THE PROBLEM. Go to the line containing "with its KPIs." in the records below and print it and every following line exactly, on through the line containing "pub fn from_canonical(table: CanonicalTable)", then stop.

•••••

//! Derived performance indicators.
//!
//! Every ratio goes through [`ratio`], which yields 0 instead of dividing by
//! a non-positive denominator. Aggregates sum the base metrics first and run
//! the same computation on the sums, so a campaign's `ctr` is
//! `sum(clicks) / sum(impressions)`, never an average of row ratios.

use std::collections::{BTreeMap, BTreeSet};

use chrono::NaiveDate;
use serde::Serialize;

use crate::{
    data::Cell,
    record::{CANONICAL_COLUMNS, CampaignRecord, CanonicalTable},
};

pub fn ratio(numerator: f64, denominator: f64) -> f64 {
    if denominator > 0.0 {
        numerator / denominator
    } else {
        0.0
    }
}

/// Inputs of the KPI computation. `purchases` and `revenue` are optional so
/// that the KPIs depending on them can be omitted when they were never
/// measured.
#[derive(Debug, Clone, Copy, PartialEq, Default, Serialize)]
pub struct BaseMetrics {
    pub spend: f64,
    pub impressions: u64,
    pub clicks: u64,
    pub purchases: Option<u64>,
    pub revenue: Option<f64>,
}

impl BaseMetrics {
    pub fn from_record(record: &CampaignRecord) -> Self {
        Self {
            spend: record.spend,
            impressions: record.impressions,
            clicks: record.clicks,
            purchases: Some(record.purchases),
            revenue: Some(record.revenue),
        }
    }

    /// Adds `other` into `self`. An optional metric stays present if either
    /// side carries it.
    pub fn accumulate(&mut self, other: &BaseMetrics) {
        self.spend += other.spend;
        self.impressions = self.impressions.saturating_add(other.impressions);
        self.clicks = self.clicks.saturating_add(other.clicks);
        self.purchases = match (self.purchases, other.purchases) {
            (None, None) => None,
            (a, b) => Some(a.unwrap_or(0).saturating_add(b.unwrap_or(0))),
        };
        self.revenue = match (self.revenue, other.revenue) {
            (None, None) => None,
            (a, b) => Some(a.unwrap_or(0.0) + b.unwrap_or(0.0)),
        };
    }

    pub fn cells(&self) -> Vec<Cell> {
        vec![
            Cell::Number(self.spend),
            Cell::count(self.impressions),
            Cell::count(self.clicks),
            self.purchases
                .map(Cell::count)
                .unwrap_or(Cell::Null),
            self.revenue.map(Cell::Number).unwrap_or(Cell::Null),
        ]
    }
}

pub const METRIC_COLUMNS: &[&str] = &["spend", "impressions", "clicks", "purchases", "revenue"];

#[derive(Debug, Clone, Copy, PartialEq, Serialize)]
pub struct Kpis {
    pub cpc: f64,
    pub cpm: f64,
    pub ctr: f64,
    pub cpa: Option<f64>,
    pub roas: Option<f64>,
    pub cvr: Option<f64>,
    pub frequency: f64,
    pub cost_per_impression: f64,
    pub revenue_per_impression: Option<f64>,
    pub revenue_per_click: Option<f64>,
    pub purchase_rate: Option<f64>,
    pub aov: Option<f64>,
}

impl Kpis {
    pub const COLUMNS: &'static [&'static str] = &[
        "cpc",
        "cpm",
        "ctr",
        "cpa",
        "roas",
        "cvr",
        "frequency",
        "cost_per_impression",
        "revenue_per_impression",
        "revenue_per_click",
        "purchase_rate",
        "aov",
    ];

    pub fn compute(base: &BaseMetrics) -> Self {
        let spend = base.spend;
        let impressions = base.impressions as f64;
        let clicks = base.clicks as f64;
        let purchases = base.purchases.map(|p| p as f64);
        let revenue = base.revenue;
        Self {
            cpc: ratio(spend, clicks),
            cpm: ratio(spend, impressions) * 1000.0,
            ctr: ratio(clicks, impressions),
            cpa: purchases.map(|p| ratio(spend, p)),
            roas: revenue.map(|r| ratio(r, spend)),
            cvr: purchases.map(|p| ratio(p, clicks)),
            frequency: if clicks > 0.0 {
                impressions / clicks
            } else {
                impressions
            },
            cost_per_impression: ratio(spend, impressions),
            revenue_per_impression: revenue.map(|r| ratio(r, impressions)),
            revenue_per_click: revenue.map(|r| ratio(r, clicks)),
            purchase_rate: purchases.map(|p| ratio(p, impressions)),
            aov: revenue.zip(purchases).map(|(r, p)| ratio(r, p)),
        }
    }

    /// Values in [`Kpis::COLUMNS`] order.
    pub fn values(&self) -> [Option<f64>; 12] {
        [
            Some(self.cpc),
            Some(self.cpm),
            Some(self.ctr),
            self.cpa,
            self.roas,
            self.cvr,
            Some(self.frequency),
            Some(self.cost_per_impression),
            self.revenue_per_impression,
            self.revenue_per_click,
            self.purchase_rate,
            self.aov,
        ]
    }

    pub fn cells(&self) -> Vec<Cell> {
        self.values()
            .into_iter()
            .map(|value| value.map(Cell::Number).unwrap_or(Cell::Null))
            .collect()
    }
}

/// Column-named rows of cells, the shape every output surface consumes.
#[derive(Debug, Clone, PartialEq, Default)]
pub struct Tabular {
    pub headers: Vec<String>,
    pub rows: Vec<Vec<Cell>>,
}

impl Tabular {
    pub fn column_index(&self, name: &str) -> Option<usize> {
        self.headers.iter().position(|h| h == name)
    }

    pub fn truncated(mut self, limit: Option<usize>) -> Self {
        if let Some(limit) = limit {
            self.rows.truncate(limit);
        }
        self
    }
}

#[derive(Debug, Clone, PartialEq)]
pub struct KpiRow {
    pub record: CampaignRecord,
    pub kpis: Kpis,
}

/// Row-level enriched table: each canonical record with its KPIs.
#[derive(Debug, Clone, PartialEq, Default)]
pub struct KpiTable {
    pub rows: Vec<KpiRow>,
    pub extra_columns: Vec<String>,
}

impl KpiTable {
    pub fn from_canonical(table: CanonicalTable) -> Self {
        let rows = table
            .records
            .into_iter()
            .map(|record| {
                let kpis = Kpis::compute(&BaseMetrics::from_record(&record));
                KpiRow { record, kpis }
            })
            .collect();
        Self {
            rows,
            extra_columns: table.extra_columns,
        }
    }

    pub fn len(&self) -> usize {
        self.rows.len()
    }

    pub fn is_empty(&self) -> bool {
        self.rows.is_empty()
    }

    /// Canonical columns, pass-through columns, then KPI columns. A KPI
    /// replaces a pass-through column of the same name.
    pub fn to_tabular(&self) -> Tabular {
        let kept_extras = self
            .extra_columns
            .iter()
            .enumerate()
            .filter(|(_, name)| !Kpis::COLUMNS.contains(&name.as_str()))
            .map(|(idx, _)| idx)
            .collect::<Vec<_>>();
        let headers = CANONICAL_COLUMNS
            .iter()
            .map(|c| c.to_string())
            .chain(kept_extras.iter().map(|&idx| self.extra_columns[idx].clone()))
            .chain(Kpis::COLUMNS.iter().map(|c| c.to_string()))
            .collect();
        let rows = self
            .rows
            .iter()
            .map(|row| {
                let mut cells = CanonicalTable::canonical_cells(&row.record);
                cells.extend(kept_extras.iter().map(|&idx| {
                    row.record.extras.get(idx).cloned().unwrap_or_default()
                }));
                cells.extend(row.kpis.cells());
                cells
            })
            .collect();
        Tabular { headers, rows }
    }
}

#[derive(Debug, Clone, PartialEq, Serialize)]
pub struct CampaignAggregate {
    pub campaign_id: String,
    pub campaign_name: String,
    pub first_date: NaiveDate,
    pub last_date: NaiveDate,
    pub rows: usize,
    pub totals: BaseMetrics,
    pub kpis: Kpis,
}

/// One aggregate per `campaign_id`, ordered by id.
pub fn campaign_summary(table: &KpiTable) -> Vec<CampaignAggregate> {
    let mut groups: BTreeMap<&str, CampaignAggregate> = BTreeMap::new();
    for row in &table.rows {
        let record = &row.record;
        let base = BaseMetrics::from_record(record);
        groups
            .entry(record.campaign_id.as_str())
            .and_modify(|agg| {
                agg.totals.accumulate(&base);
                agg.first_date = agg.first_date.min(record.date);
                agg.last_date = agg.last_date.max(record.date);
                agg.rows += 1;
            })
            .or_insert_with(|| CampaignAggregate {
                campaign_id: record.campaign_id.clone(),
                campaign_name: record.campaign_name.clone(),
                first_date: record.date,
                last_date: record.date,
                rows: 1,
                totals: base,
                kpis: row.kpis,
            });
    }
    groups
        .into_values()
        .map(|mut agg| {
            agg.kpis = Kpis::compute(&agg.totals);
            agg
        })
        .collect()
}

pub fn campaign_tabular(aggregates: &[CampaignAggregate]) -> Tabular {
    let headers = ["campaign_id", "campaign_name", "first_date", "last_date", "rows"]
        .iter()
        .chain(METRIC_COLUMNS)
        .chain(Kpis::COLUMNS)
        .map(|c| c.to_string())
        .collect();
    let rows = aggregates
        .iter()
        .map(|agg| {
            let mut cells = vec![
                Cell::Text(agg.campaign_id.clone()),
                Cell::Text(agg.campaign_name.clone()),
                Cell::Date(agg.first_date),
                Cell::Date(agg.last_date),
                Cell::count(agg.rows as u64),
            ];
            cells.extend(agg.totals.cells());
            cells.extend(agg.kpis.cells());
            cells
        })
        .collect();
    Tabular { headers, rows }
}

#[derive(Debug, Clone, PartialEq, Serialize)]
pub struct DateAggregate {
    pub date: NaiveDate,
    pub active_campaigns: usize,
    pub totals: BaseMetrics,
    pub kpis: Kpis,
}

/// One aggregate per calendar date, in date order.
pub fn date_summary(table: &KpiTable) -> Vec<DateAggregate> {
    let mut groups: BTreeMap<NaiveDate, (BaseMetrics, BTreeSet<&str>)> = BTreeMap::new();
    for row in &table.rows {
        let base = BaseMetrics::from_record(&row.record);
        let (totals, campaigns) = groups
            .entry(row.record.date)
            .or_insert_with(|| (BaseMetrics::default(), BTreeSet::new()));
        totals.accumulate(&base);
        campaigns.insert(row.record.campaign_id.as_str());
    }
    groups
        .into_iter()
        .map(|(date, (totals, campaigns))| DateAggregate {
            date,
            active_campaigns: campaigns.len(),
            kpis: Kpis::compute(&totals),
            totals,
        })
        .collect()
}

pub fn date_tabular(aggregates: &[DateAggregate]) -> Tabular {
    let headers = ["date", "active_campaigns"]
        .iter()
        .chain(METRIC_COLUMNS)
        .chain(Kpis::COLUMNS)
        .map(|c| c.to_string())
        .collect();
    let rows = aggregates
        .iter()
        .map(|agg| {
            let mut cells = vec![
                Cell::Date(agg.date),
                Cell::count(agg.active_campaigns as u64),
            ];
            cells.extend(agg.totals.cells());
            cells.extend(agg.kpis.cells());
            cells
        })
        .collect();
    Tabular { headers, rows }
}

•••••

WRITTEN REPLY.
/// Row-level enriched table: each canonical record with its KPIs.
#[derive(Debug, Clone, PartialEq, Default)]
pub struct KpiTable {
    pub rows: Vec<KpiRow>,
    pub extra_columns: Vec<String>,
}

impl KpiTable {
    pub fn from_canonical(table: CanonicalTable) -> Self {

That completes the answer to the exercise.